'''

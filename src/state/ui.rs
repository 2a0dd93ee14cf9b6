//! Local UI chrome state.
//!
//! DESIGN
//! ======
//! Keeps presentation preferences out of domain state (`session`,
//! `bookmarks`) so rendering controls can evolve independently.

#[cfg(test)]
#[path = "ui_test.rs"]
mod ui_test;

use crate::util::theme::Theme;

/// Presentation state provided via context.
#[derive(Clone, Copy, Debug, Default, PartialEq, Eq)]
pub struct UiState {
    /// Active color theme; persisted by `util::theme`.
    pub theme: Theme,
}
//! Utility helpers shared across client UI modules.
//!
//! SYSTEM CONTEXT
//! ==============
//! Utility modules isolate browser/environment concerns from page and
//! component logic to improve reuse and testability.

pub mod theme;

'''

ASSIGNMENT:
Within the records above, tally the lines that contain "Utility". Give the total and nothing more.

THE COMPLETED TASK:
2